La vraie raison est que withContext()
une API plus simple et plus directe, notamment en termes de gestion des exceptions:
async { ... }
provoque l'annulation de son travail parent. Cela se produit quelle que soit la façon dont vous gérez les exceptions de la await()
correspondante.

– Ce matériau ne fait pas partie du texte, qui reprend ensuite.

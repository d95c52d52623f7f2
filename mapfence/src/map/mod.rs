//! Map surface model
//!
//! [`MapView`] is the renderable projection of an [`AppState`]: what a map
//! widget needs to draw, and nothing else. [`TileSource`] turns positions
//! into basemap tile URLs.

mod tiles;

pub use tiles::{TileSource, DEFAULT_ATTRIBUTION, DEFAULT_TILE_URL};

use crate::app::{AppState, MarkerId};
use crate::coord::Coordinate;
use crate::geofence::FenceStatus;

/// Popup text for markers without a label.
pub const DEFAULT_MARKER_LABEL: &str = "Location";

/// A pin to draw.
#[derive(Debug, Clone, PartialEq)]
pub struct MapMarker {
    pub id: MarkerId,
    pub coordinate: Coordinate,
    pub label: String,
}

/// The geofence circle to draw.
#[derive(Debug, Clone, Copy, PartialEq)]
pub struct FenceCircle {
    pub center: Coordinate,
    pub radius_m: f64,
    pub status: FenceStatus,
}

/// Everything a map widget draws for one state snapshot.
#[derive(Debug, Clone, PartialEq)]
pub struct MapView {
    pub center: Coordinate,
    pub zoom: u8,
    /// The "you are here" pin
    pub user_position: Option<Coordinate>,
    pub markers: Vec<MapMarker>,
    /// Present only when the route has at least two points
    pub route: Option<Vec<Coordinate>>,
    pub fence: Option<FenceCircle>,
}

impl MapView {
    pub fn from_state(state: &AppState) -> Self {
        let markers = state
            .markers
            .iter()
            .map(|m| MapMarker {
                id: m.id,
                coordinate: m.coordinate,
                label: m
                    .label
                    .clone()
                    .unwrap_or_else(|| DEFAULT_MARKER_LABEL.to_string()),
            })
            .collect();

        let route = (state.route.polyline.len() > 1).then(|| state.route.polyline.clone());

        let fence = state.geofence.map(|f| FenceCircle {
            center: f.center,
            radius_m: f.radius_m,
            status: state.fence_status,
        });

        Self {
            center: state.center,
            zoom: state.zoom,
            user_position: state.position.coordinate,
            markers,
            route,
            fence,
        }
    }

    /// URL of the basemap tile under the view center.
    pub fn center_tile_url(&self, tiles: &TileSource) -> Option<String> {
        tiles.tile_url_for(&self.center, self.zoom).ok()
    }
}
//! Weather command - current conditions at a location.

use mapfence::coord::Coordinate;
use mapfence::provider::OpenMeteoWeather;

use crate::error::CliError;
use crate::runner::CliRunner;

/// Run the weather command.
pub async fn run(runner: &CliRunner, at: Coordinate) -> Result<(), CliError> {
    runner.log_startup("weather");

    let weather = OpenMeteoWeather::new(runner.http_client()?, &runner.config().services.weather_url);
    let current = weather.fetch(at).await.map_err(|error| CliError::Service {
        service: "Weather",
        error,
    })?;

    println!("{}: {}", at, current);
    Ok(())
}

Si vous n'avez pas préparé de coroutineScope
pour cela, votre application risque de tomber.withContext { ... }
est simplement levée par l'appel withContext
, vous la gérez comme une autre.withContext
est également optimisé, en exploitant le fait que vous suspendez la coroutine parent et que vous attendez l'enfant, mais ce n'est qu'un bonus supplémentaire.
async-await
devrait être réservé aux cas où vous souhaitez réellement une concurrence, de manière à lancer plusieurs coroutines en arrière-plan et à ne les attendre ensuite. En bref:
async-await-async-await
- identique à withContext-withContext
async-async-await-await
- c'est la façon de l'utiliser.N’est-il pas toujours préférable d’utiliser withContext plutôt que d’asynch-wait car il est fonctionnellement similaire, mais ne crée pas une autre coroutine. Coroutines de grands nombres, bien que léger pourrait toujours être un problème dans les applications exigeantes
Y at-il un cas asynch-wait est préférable à withContext
Vous devez utiliser async/wait lorsque vous souhaitez exécuter plusieurs tâches simultanément, par exemple:
runBlocking {
val deferredResults = arrayListOf<Deferred<String>>()
deferredResults += async {
delay(1, TimeUnit.SECONDS)
"1"
}
deferredResults += async {
delay(1, TimeUnit.SECONDS)
"2"
}
deferredResults += async {
delay(1, TimeUnit.SECONDS)
"3"
}
//wait for all results (at this point tasks are running)
val results = deferredResults.map { it.await() }
println(results)
}
Si vous n'avez pas besoin d'exécuter plusieurs tâches simultanément, vous pouvez utiliser withContext.